> [PROBLEM DESCRIPTION]: Extract all lines in the data that contain the word "refresh".

[PROVIDED DATA — start]

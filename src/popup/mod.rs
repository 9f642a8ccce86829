// Popup family: transient overlays that live on the menu stack.
// Each variant handles its own input; only the top of the stack gets events.

pub mod editable;
pub mod info;
pub mod main_menu;
pub mod menu_stack;
pub mod rgb;

pub use editable::{EditMode, EditablePopupWindow};
pub use info::{HelpWindow, SubmenuWindow};
pub use main_menu::MainMenuWindow;
pub use menu_stack::MenuStack;
pub use rgb::RgbPropertiesWindow;

use crate::geometry::{Point, Rect};
use crate::input_handler::InputEvent;
use crate::state::window::{Window, WindowId};
use crate::state::WindowManager;
use crate::surface::{Surface, TextMetrics};

/// Result of handing one event to a window or popup
#[derive(Debug, Clone, PartialEq)]
pub enum EventOutcome {
    /// Nothing the caller needs to act on
    NoOp,
    /// The entity took the event (selection, drag, edit focus)
    ClaimedFocus,
    /// A draggable window minimized itself
    Minimized,
    /// A draggable window toggled maximize
    Maximized,
    /// Push this popup on top of the menu stack
    Spawn(Popup),
    /// The popup's target is gone; pop it
    Closed,
}

/// What a popup may touch while handling input
pub struct PopupContext<'a> {
    pub windows: &'a mut WindowManager,
    pub metrics: &'a dyn TextMetrics,
}

/// What a popup may read while drawing
pub struct DrawContext<'a> {
    pub windows: &'a WindowManager,
    /// Last known cursor position, for hover highlights
    pub cursor: Option<Point>,
}

impl DrawContext<'_> {
    pub fn is_hovered(&self, rect: Rect) -> bool {
        self.cursor.is_some_and(|p| rect.contains(p))
    }
}

#[derive(Debug, Clone, PartialEq)]
pub enum Popup {
    MainMenu(MainMenuWindow),
    Editable(EditablePopupWindow),
    Rgb(RgbPropertiesWindow),
    Submenu(SubmenuWindow),
    Help(HelpWindow),
}

impl Popup {
    pub fn kind(&self) -> &'static str {
        match self {
            Popup::MainMenu(_) => "MainMenu",
            Popup::Editable(_) => "EditablePopup",
            Popup::Rgb(_) => "RGBProperties",
            Popup::Submenu(_) => "Submenu",
            Popup::Help(_) => "Help",
        }
    }

    /// Window this popup acts on, if any
    pub fn target(&self) -> Option<WindowId> {
        match self {
            Popup::MainMenu(menu) => Some(menu.target()),
            Popup::Editable(popup) => Some(popup.target()),
            Popup::Rgb(popup) => Some(popup.target()),
            Popup::Submenu(_) | Popup::Help(_) => None,
        }
    }

    pub fn handle_event(&mut self, event: &InputEvent, ctx: &mut PopupContext<'_>) -> EventOutcome {
        match self {
            Popup::MainMenu(menu) => menu.handle_event(event, ctx),
            Popup::Editable(popup) => popup.handle_event(event, ctx),
            Popup::Rgb(popup) => popup.handle_event(event, ctx),
            Popup::Submenu(_) | Popup::Help(_) => EventOutcome::NoOp,
        }
    }

    pub fn draw(&self, surface: &mut dyn Surface, ctx: &DrawContext<'_>) {
        match self {
            Popup::MainMenu(menu) => menu.draw(surface, ctx),
            Popup::Editable(popup) => popup.draw(surface),
            Popup::Rgb(popup) => popup.draw(surface),
            Popup::Submenu(popup) => popup.draw(surface),
            Popup::Help(popup) => popup.draw(surface),
        }
    }

    /// Per-frame housekeeping (caret blink)
    pub fn tick(&mut self) {
        if let Popup::Editable(popup) = self {
            popup.tick();
        }
    }

    /// Re-read whatever the popup mirrors from its target. Returns false once
    /// the target is gone or minimized; the popup must then be closed.
    pub fn refresh(&mut self, windows: &WindowManager) -> bool {
        match self {
            Popup::MainMenu(menu) => menu.refresh(windows),
            Popup::Editable(popup) => popup.refresh(windows),
            Popup::Rgb(popup) => live_target(windows, popup.target()),
            Popup::Submenu(_) | Popup::Help(_) => true,
        }
    }
}

impl Window for Popup {
    fn rect(&self) -> Rect {
        match self {
            Popup::MainMenu(menu) => menu.rect(),
            Popup::Editable(popup) => popup.rect(),
            Popup::Rgb(popup) => popup.rect(),
            Popup::Submenu(popup) => popup.rect(),
            Popup::Help(popup) => popup.rect(),
        }
    }

    fn title(&self) -> &str {
        match self {
            Popup::MainMenu(menu) => menu.title(),
            Popup::Editable(popup) => popup.title(),
            Popup::Rgb(popup) => popup.title(),
            Popup::Submenu(popup) => popup.title(),
            Popup::Help(popup) => popup.title(),
        }
    }
}

/// A popup target is usable while it exists and is not minimized
pub(crate) fn live_target(windows: &WindowManager, id: WindowId) -> bool {
    windows.get(id).is_some_and(|w| !w.is_minimized())
}
// Composition root: owns the window stack, taskbar and menu stack and routes
// every input event between them

use rand::rngs::StdRng;
use rand::{Rng, SeedableRng};
use serde::Serialize;
use tracing::{debug, info, warn};

use crate::config::DesktopConfig;
use crate::geometry::layout::constrain_to_screen;
use crate::geometry::{Color, Point, Rect, ScreenGeometry, Size};
use crate::input_handler::{InputEvent, Key, MouseButton};
use crate::popup::{DrawContext, EventOutcome, MainMenuWindow, MenuStack, Popup, PopupContext};
use crate::state::taskbar::Taskbar;
use crate::state::window::{Window, WindowId, WindowState};
use crate::state::WindowManager;
use crate::surface::{MonospaceMetrics, RectStyle, Surface};

const BACKGROUND: Color = Color::rgb(30, 30, 30);
const SPAWN_WIDTH: i32 = 300;
const SPAWN_HEIGHT: i32 = 200;
const SPAWN_MARGIN: i32 = 50;

/// One window as reported by [`Application::snapshot`]
#[derive(Debug, Clone, PartialEq, Serialize)]
pub struct WindowSnapshot {
    pub title: String,
    pub rect: Rect,
    pub state: WindowState,
    pub color: Color,
    pub options: usize,
}

/// Serializable view of the whole desktop, bottom-to-top
#[derive(Debug, Clone, PartialEq, Serialize)]
pub struct DesktopSnapshot {
    pub screen: Size,
    pub fullscreen: bool,
    pub windows: Vec<WindowSnapshot>,
    pub taskbar: Vec<String>,
    pub menus: Vec<String>,
    pub selected: Option<String>,
}

pub struct Application {
    screen: ScreenGeometry,
    windowed_size: Size,
    display_size: Size,
    fullscreen: bool,
    windows: WindowManager,
    taskbar: Taskbar,
    menus: MenuStack,
    selected: Option<WindowId>,
    /// Last mouse position seen, for hover highlights
    cursor: Option<Point>,
    running: bool,
    metrics: MonospaceMetrics,
    /// Seeded so a given config always places windows the same way
    rng: StdRng,
}

impl Application {
    /// Desktop with a single "Main Window". `display` is the size fullscreen
    /// mode switches to.
    pub fn new(config: &DesktopConfig, display: Size) -> Self {
        let windowed_size = config.windowed_size();
        let fullscreen = config.start_fullscreen;
        let size = Self::screen_size_for(fullscreen, windowed_size, display);
        let screen = ScreenGeometry::new(size, config.taskbar_height);

        let mut windows = WindowManager::new();
        windows.spawn_window("Main Window", Rect::new(100, 100, 300, 200));
        info!("[Application] desktop {}x{} (fullscreen: {})", size.width, size.height, fullscreen);

        Self {
            screen,
            windowed_size,
            display_size: display,
            fullscreen,
            windows,
            taskbar: Taskbar::new(&screen),
            menus: MenuStack::new(),
            selected: None,
            cursor: None,
            running: true,
            metrics: config.metrics(),
            rng: StdRng::seed_from_u64(config.spawn_seed),
        }
    }

    fn screen_size_for(fullscreen: bool, windowed: Size, display: Size) -> Size {
        if display.is_empty() {
            windowed
        } else if fullscreen {
            display
        } else {
            windowed.min(display)
        }
    }

    pub fn is_running(&self) -> bool {
        self.running
    }

    pub fn is_fullscreen(&self) -> bool {
        self.fullscreen
    }

    pub fn screen(&self) -> &ScreenGeometry {
        &self.screen
    }

    pub fn windows(&self) -> &WindowManager {
        &self.windows
    }

    pub fn windows_mut(&mut self) -> &mut WindowManager {
        &mut self.windows
    }

    pub fn taskbar(&self) -> &Taskbar {
        &self.taskbar
    }

    pub fn menus(&self) -> &MenuStack {
        &self.menus
    }

    pub fn selected(&self) -> Option<WindowId> {
        self.selected
    }

    pub fn handle_event(&mut self, event: &InputEvent) {
        self.menus.prune(&self.windows);
        if let Some(pos) = event.position() {
            self.cursor = Some(pos);
        }

        match *event {
            InputEvent::Quit => {
                info!("[Application] quit requested");
                self.running = false;
            }
            InputEvent::KeyDown { key, modifiers } if modifiers.ctrl => self.handle_shortcut(key),
            InputEvent::Resize { width, height } => {
                if width <= 0 || height <= 0 {
                    warn!("[Application] ignoring resize to {}x{}", width, height);
                    return;
                }
                self.resize_screen(Size::new(width, height));
                self.route_to_popup_then_windows(event);
            }
            InputEvent::MouseButtonDown {
                button: MouseButton::Left,
                pos,
            } => self.handle_left_press(event, pos),
            InputEvent::MouseButtonDown {
                button: MouseButton::Right,
                pos,
            } => self.handle_right_press(pos),
            InputEvent::MouseButtonDown {
                button: MouseButton::Middle,
                ..
            } => {}
            _ => self.route_to_popup_then_windows(event),
        }
    }

    fn handle_left_press(&mut self, event: &InputEvent, pos: Point) {
        if self.taskbar.rect().contains(pos) {
            if let Some(id) = self.taskbar.handle_event(event, &mut self.windows) {
                debug!("[Application] taskbar restored {}", id);
            }
            return;
        }

        if !self.menus.is_empty() {
            let inside = self.menus.top().is_some_and(|p| p.rect().contains(pos));
            if inside {
                self.dispatch_to_top_popup(event);
            } else {
                self.menus.clear();
            }
            return;
        }

        self.dispatch_to_windows(event);
    }

    fn handle_right_press(&mut self, pos: Point) {
        if !self.menus.is_empty() {
            self.menus.pop();
            return;
        }
        let Some(id) = self.windows.topmost_at(pos) else {
            return;
        };
        if let Some(target) = self.windows.get(id) {
            self.menus.push(Popup::MainMenu(MainMenuWindow::new(pos, target)));
        }
    }

    fn route_to_popup_then_windows(&mut self, event: &InputEvent) {
        self.dispatch_to_top_popup(event);
        self.dispatch_to_windows(event);
    }

    fn dispatch_to_top_popup(&mut self, event: &InputEvent) {
        let Some(top) = self.menus.top_mut() else {
            return;
        };
        let mut ctx = PopupContext {
            windows: &mut self.windows,
            metrics: &self.metrics,
        };
        let outcome = top.handle_event(event, &mut ctx);
        match outcome {
            EventOutcome::Spawn(popup) => self.menus.push(popup),
            EventOutcome::Closed => {
                self.menus.pop();
            }
            _ => {}
        }
    }

    fn dispatch_to_windows(&mut self, event: &InputEvent) {
        let report = self.windows.dispatch(event, &self.screen);
        if let Some(id) = report.selected {
            self.selected = Some(id);
        }
        if let Some(id) = report.minimized {
            self.taskbar.add(id);
            if self.selected == Some(id) {
                self.selected = None;
            }
        }
    }

    fn handle_shortcut(&mut self, key: Key) {
        match key {
            Key::Char(ch) => match ch.to_ascii_lowercase() {
                'n' => {
                    self.spawn_window();
                }
                'w' => self.minimize_selected(),
                'f' => self.toggle_fullscreen(),
                other => debug!("[Application] no shortcut for Ctrl+{}", other),
            },
            _ => debug!("[Application] no shortcut for Ctrl+{:?}", key),
        }
    }

    /// New 300x200 window at a random spot inside the margins
    pub fn spawn_window(&mut self) -> WindowId {
        let title = format!("Window {}", self.windows.len() + 1);
        let x = self.spawn_coordinate(self.screen.size.width - SPAWN_WIDTH - SPAWN_MARGIN);
        let y = self.spawn_coordinate(self.screen.desktop_height() - SPAWN_HEIGHT - SPAWN_MARGIN);
        let rect = constrain_to_screen(Rect::new(x, y, SPAWN_WIDTH, SPAWN_HEIGHT), &self.screen);
        self.windows.spawn_window(title, rect)
    }

    /// Uniform in `SPAWN_MARGIN..=hi`; an empty range collapses to the margin
    fn spawn_coordinate(&mut self, hi: i32) -> i32 {
        if hi <= SPAWN_MARGIN {
            return SPAWN_MARGIN;
        }
        self.rng.gen_range(SPAWN_MARGIN..=hi)
    }

    /// Minimize the selected window into the taskbar and clear the selection
    pub fn minimize_selected(&mut self) {
        let Some(id) = self.selected.take() else {
            debug!("[Application] Ctrl+W with no selection");
            return;
        };
        let Some(window) = self.windows.get_mut(id) else {
            return;
        };
        if !window.is_minimized() {
            window.minimize();
            info!("[Application] minimized '{}'", window.title);
            self.taskbar.add(id);
        }
    }

    pub fn toggle_fullscreen(&mut self) {
        self.fullscreen = !self.fullscreen;
        let size = Self::screen_size_for(self.fullscreen, self.windowed_size, self.display_size);
        info!(
            "[Application] fullscreen {} -> {}x{}",
            if self.fullscreen { "on" } else { "off" },
            size.width,
            size.height
        );
        self.apply_screen_size(size);
    }

    /// The host window itself was resized. In fullscreen the new size is the
    /// display; the configured windowed size is kept for leaving fullscreen.
    pub fn resize_screen(&mut self, size: Size) {
        if self.fullscreen {
            self.display_size = size;
        }
        self.apply_screen_size(size);
    }

    /// The display (fullscreen size) changed
    pub fn set_display_size(&mut self, size: Size) {
        if size.is_empty() || size == self.display_size {
            return;
        }
        self.display_size = size;
        let target = Self::screen_size_for(self.fullscreen, self.windowed_size, size);
        self.apply_screen_size(target);
    }

    /// Rescale every window and re-pin the taskbar for a new screen size
    fn apply_screen_size(&mut self, size: Size) {
        if size == self.screen.size || size.is_empty() {
            return;
        }
        let from = self.screen.size;
        self.screen = ScreenGeometry::new(size, self.screen.taskbar_height);
        self.windows.relayout(from, &self.screen);
        self.taskbar.relayout(&self.screen);
        info!(
            "[Application] re-layout {}x{} -> {}x{}",
            from.width, from.height, size.width, size.height
        );
    }

    /// Once per frame, after events
    pub fn update(&mut self) {
        self.menus.prune(&self.windows);
        self.menus.tick();
    }

    pub fn draw(&self, surface: &mut dyn Surface) {
        let full = Rect::new(0, 0, self.screen.size.width, self.screen.size.height);
        surface.fill_rect(full, BACKGROUND, RectStyle::FILL);
        self.windows.draw(surface);
        let ctx = DrawContext {
            windows: &self.windows,
            cursor: self.cursor,
        };
        self.menus.draw(surface, &ctx);
        self.taskbar.draw(surface, &self.windows);
    }

    /// Dispatch a batch of events, then update and draw
    pub fn frame<I>(&mut self, events: I, surface: &mut dyn Surface)
    where
        I: IntoIterator<Item = InputEvent>,
    {
        for event in events {
            self.handle_event(&event);
            if !self.running {
                return;
            }
        }
        self.update();
        self.draw(surface);
    }

    pub fn snapshot(&self) -> DesktopSnapshot {
        let title_of = |id: &WindowId| self.windows.get(*id).map(|w| w.title().to_string());
        DesktopSnapshot {
            screen: self.screen.size,
            fullscreen: self.fullscreen,
            windows: self
                .windows
                .iter()
                .map(|w| WindowSnapshot {
                    title: w.title.clone(),
                    rect: w.rect(),
                    state: w.state(),
                    color: w.color,
                    options: w.dynamic_options().len(),
                })
                .collect(),
            taskbar: self.taskbar.windows().iter().filter_map(title_of).collect(),
            menus: self.menus.kinds().into_iter().map(String::from).collect(),
            selected: self.selected.as_ref().and_then(title_of),
        }
    }
}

[PROVIDED DATA — finish]

> [SOLUTION TO THE EXERCISE]:
    pub fn refresh(&mut self, windows: &WindowManager) -> bool {
            Popup::MainMenu(menu) => menu.refresh(windows),
            Popup::Editable(popup) => popup.refresh(windows),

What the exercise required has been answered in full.